Ammonia volatilization and nitrogen retention: How deep to incorporate urea?


Rochette, P., Angers, D.A., Chantigny, M.H., Gasser, M.O., MacDonald, J.D., Pelster, D.E., Bertrand, N. (2013). Ammonia volatilization and nitrogen retention: How deep to incorporate urea?. Journal of Environmental Quality, [online] 42(6), 1635-1642.

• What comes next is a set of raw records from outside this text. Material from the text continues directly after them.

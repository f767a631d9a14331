pub mod deploy;
pub mod destroy;
pub mod synth;
pub mod validate;
//! Typed topology model
//!
//! The declarative description of everything the stack provisions: network,
//! subnet tiers, security posture, compute fleet, load distribution and DNS
//! alias. A [`TopologyRequest`] is built once per run by the composer, is
//! immutable afterwards, and compares structurally (`PartialEq`) so equal
//! inputs can be verified to produce equal requests.

use crate::cidr::CidrBlock;
use gridflow_cloud::{ResourceConfig, ResourceSet};
use serde::{Deserialize, Serialize};
use serde_json::json;

pub const PROVIDER_NAME: &str = "aws";

/// Subnet tier, replicated once per availability zone
#[derive(Debug, Clone, Copy, PartialEq, Eq, Serialize, Deserialize)]
#[serde(rename_all = "kebab-case")]
pub enum SubnetTier {
    /// Routable from the internet (ingress and egress)
    Public,
    /// Outbound internet through a NAT gateway, no inbound
    PrivateWithEgress,
    /// No internet route in either direction
    PrivateIsolated,
}

impl SubnetTier {
    /// Short group name used in subnet names
    pub fn group_name(&self) -> &'static str {
        match self {
            SubnetTier::Public => "public",
            SubnetTier::PrivateWithEgress => "compute",
            SubnetTier::PrivateIsolated => "data",
        }
    }

    /// Prefix used for template logical IDs
    pub fn logical_prefix(&self) -> &'static str {
        match self {
            SubnetTier::Public => "Public",
            SubnetTier::PrivateWithEgress => "Compute",
            SubnetTier::PrivateIsolated => "Data",
        }
    }

    pub fn all() -> [SubnetTier; 3] {
        [
            SubnetTier::Public,
            SubnetTier::PrivateWithEgress,
            SubnetTier::PrivateIsolated,
        ]
    }
}

/// One subnet (a tier in a single availability zone)
#[derive(Debug, Clone, PartialEq, Serialize, Deserialize)]
pub struct SubnetSpec {
    /// e.g. "public-1"
    pub name: String,
    pub tier: SubnetTier,
    /// Zero-based index into the region's availability zones
    pub az_index: u32,
    pub cidr: CidrBlock,
}

impl SubnetSpec {
    pub fn logical_id(&self) -> String {
        format!("{}Subnet{}", self.tier.logical_prefix(), self.az_index + 1)
    }
}

/// The VPC and its subnet layout
#[derive(Debug, Clone, PartialEq, Serialize, Deserialize)]
pub struct NetworkSpec {
    pub name: String,
    pub cidr: CidrBlock,
    pub max_availability_zones: u32,
    pub nat_gateways: u32,
    pub subnets: Vec<SubnetSpec>,
}

impl NetworkSpec {
    pub fn subnets_in_tier(&self, tier: SubnetTier) -> Vec<&SubnetSpec> {
        self.subnets.iter().filter(|s| s.tier == tier).collect()
    }

    pub fn public_subnets(&self) -> Vec<&SubnetSpec> {
        self.subnets_in_tier(SubnetTier::Public)
    }
}

/// Source of an ingress rule
#[derive(Debug, Clone, Copy, PartialEq, Eq, Serialize, Deserialize)]
#[serde(rename_all = "kebab-case")]
pub enum IngressSource {
    /// 0.0.0.0/0
    AnyIpv4,
    /// Members of the same security group
    OwnGroup,
}

/// One inbound TCP rule
#[derive(Debug, Clone, PartialEq, Serialize, Deserialize)]
pub struct IngressRule {
    pub description: String,
    pub port: u16,
    pub source: IngressSource,
}

/// Security group shared by the fleet and the load balancer
#[derive(Debug, Clone, PartialEq, Serialize, Deserialize)]
pub struct SecurityGroupSpec {
    pub name: String,
    pub description: String,
    pub ingress: Vec<IngressRule>,
}

/// IAM role assumed by fleet instances
#[derive(Debug, Clone, PartialEq, Serialize, Deserialize)]
pub struct InstanceRoleSpec {
    /// e.g. "ec2.amazonaws.com"
    pub service_principal: String,
    /// Managed policy ARNs granted to the role
    pub managed_policy_arns: Vec<String>,
}

/// The auto-scaling compute fleet
#[derive(Debug, Clone, PartialEq, Serialize, Deserialize)]
pub struct FleetSpec {
    pub instance_type: String,
    /// SSM parameter path resolving to the machine image
    pub machine_image_ssm: String,
    pub min_capacity: u32,
    pub desired_capacity: u32,
    pub max_capacity: u32,
    /// Tier the fleet launches into
    pub subnet_tier: SubnetTier,
    pub associate_public_ip: bool,
    /// Bootstrap script run at first boot
    pub user_data: String,
}

/// Application load balancer
#[derive(Debug, Clone, PartialEq, Serialize, Deserialize)]
pub struct LoadBalancerSpec {
    pub internet_facing: bool,
}

#[derive(Debug, Clone, PartialEq, Serialize, Deserialize)]
pub struct HealthCheckSpec {
    pub path: String,
    pub interval_secs: u32,
}

/// Target group the fleet registers into
#[derive(Debug, Clone, PartialEq, Serialize, Deserialize)]
pub struct TargetGroupSpec {
    pub port: u16,
    pub protocol: String,
    pub target_type: String,
    pub health_check: HealthCheckSpec,
}

/// Fixed response returned when no forwarding rule matches
#[derive(Debug, Clone, PartialEq, Serialize, Deserialize)]
pub struct FixedResponseSpec {
    pub status_code: u16,
    pub content_type: String,
    pub message_body: String,
}

/// HTTPS listener: fixed-response default plus a forwarding rule to the
/// fleet's target group. Both are always present.
#[derive(Debug, Clone, PartialEq, Serialize, Deserialize)]
pub struct ListenerSpec {
    pub port: u16,
    /// Pre-existing ACM certificate (not validated locally)
    pub certificate_arn: String,
    pub default_action: FixedResponseSpec,
    /// Path pattern guarding the forwarding rule
    pub forward_path_pattern: String,
}

/// Alias record in an externally-owned hosted zone
#[derive(Debug, Clone, PartialEq, Serialize, Deserialize)]
pub struct DnsAliasSpec {
    /// Hosted zone ID (the zone is not created by this system)
    pub zone_id: String,
    pub zone_name: String,
    pub record_name: String,
}

/// Fully-resolved topology request, ready for the apply mechanism
#[derive(Debug, Clone, PartialEq, Serialize, Deserialize)]
pub struct TopologyRequest {
    pub stack_name: String,
    pub project: String,
    pub environment: String,
    pub network: NetworkSpec,
    pub security_group: SecurityGroupSpec,
    pub instance_role: InstanceRoleSpec,
    pub fleet: FleetSpec,
    pub load_balancer: LoadBalancerSpec,
    pub target_group: TargetGroupSpec,
    pub listener: ListenerSpec,
    pub dns_alias: DnsAliasSpec,
}

impl TopologyRequest {
    /// Stack-level tags passed to the apply mechanism
    pub fn tags(&self) -> Vec<(String, String)> {
        vec![
            ("Project".to_string(), self.project.clone()),
            ("Environment".to_string(), self.environment.clone()),
        ]
    }

    /// Lower the request into the provider-facing resource set.
    ///
    /// One entry per declared resource, in declaration order, each carrying
    /// the logical ID the template synthesis uses for the same resource.
    pub fn to_resource_set(&self) -> ResourceSet {
        let mut set = ResourceSet::new();

        set.add(ResourceConfig::new(
            "vpc",
            &self.network.name,
            PROVIDER_NAME,
            json!({
                "logical_id": "Vpc",
                "cidr": self.network.cidr,
                "max_availability_zones": self.network.max_availability_zones,
                "nat_gateways": self.network.nat_gateways,
            }),
        ));

        for subnet in &self.network.subnets {
            set.add(ResourceConfig::new(
                "subnet",
                &subnet.name,
                PROVIDER_NAME,
                json!({
                    "logical_id": subnet.logical_id(),
                    "tier": subnet.tier,
                    "cidr": subnet.cidr,
                    "az_index": subnet.az_index,
                }),
            ));
        }

        set.add(ResourceConfig::new(
            "security-group",
            &self.security_group.name,
            PROVIDER_NAME,
            json!({
                "logical_id": "WebSecurityGroup",
                "ingress_ports": self.security_group.ingress.iter().map(|r| r.port).collect::<Vec<_>>(),
            }),
        ));

        set.add(ResourceConfig::new(
            "iam-role",
            "instance-role",
            PROVIDER_NAME,
            json!({
                "logical_id": "InstanceRole",
                "service_principal": self.instance_role.service_principal,
            }),
        ));

        set.add(ResourceConfig::new(
            "fleet",
            "web-fleet",
            PROVIDER_NAME,
            json!({
                "logical_id": "Fleet",
                "instance_type": self.fleet.instance_type,
                "min": self.fleet.min_capacity,
                "desired": self.fleet.desired_capacity,
                "max": self.fleet.max_capacity,
            }),
        ));

        set.add(ResourceConfig::new(
            "load-balancer",
            "web-alb",
            PROVIDER_NAME,
            json!({
                "logical_id": "LoadBalancer",
                "internet_facing": self.load_balancer.internet_facing,
            }),
        ));

        set.add(ResourceConfig::new(
            "target-group",
            "web-fleet-tg",
            PROVIDER_NAME,
            json!({
                "logical_id": "TargetGroup",
                "port": self.target_group.port,
                "protocol": self.target_group.protocol,
            }),
        ));

        set.add(ResourceConfig::new(
            "listener",
            "https",
            PROVIDER_NAME,
            json!({
                "logical_id": "HttpsListener",
                "port": self.listener.port,
            }),
        ));

        set.add(ResourceConfig::new(
            "dns-record",
            &self.dns_alias.record_name,
            PROVIDER_NAME,
            json!({
                "logical_id": "AliasRecord",
                "zone_id": self.dns_alias.zone_id,
            }),
        ));

        set
    }
}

Incorporation of urea decreases ammonia (NH3) volatilization, but field measurements are needed to better quantify the impact of placement depth. In this study, we measured the volatilization losses after banding of urea at depths of 0, 2.5, 5, 7.5, and 10 cm in a slightly acidic (pH 6) silt loam soil using wind tunnels. Mineral nitrogen (N) concentration and pH were measured in the top 2 cm of soil to determine the extent of urea N migration and the influence of placement depth on the availability of ammoniacal N for volatilization near the soil surface. Ammonia volatilization losses were 50% of applied N when urea was banded at the surface, and incorporation of the band decreased emissions by an average of 7% cm-1 (14% cm-1 when expressed as a percentage of losses after surface banding). Incorporating urea at depths >7.5 cm therefore resulted in negligible NH3 emissions and maximum N retention. Cumulative losses increased exponentially with increasing maximum NH4+-N and pH values measured in the surface soil during the experiment. However, temporal variations in these soil properties were poorly related to the temporal variations in NH3 emission rates, likely as a result of interactions with other factors (e.g., water content and NH4+-N adsorption) on, and fixation by, soil particles. Laboratory and field volatilization data from the literature were summarized and used to determine a relationship between NH3 losses and depth of urea incorporation. When emissions were expressed as a percentage of losses for a surface application, the mean reduction after urea incorporation was approximately 12.5% cm-1. Although we agree that the efficiency of urea incorporation to reduce NH3 losses varies depending on several soil properties, management practices, and climatic conditions, we propose that this value represents an estimate of the mean impact of incorporation depth that could be used when site-specific information is unavailable. © American Society of Agronomy, Crop Science Society of America, and Soil Science Society of America.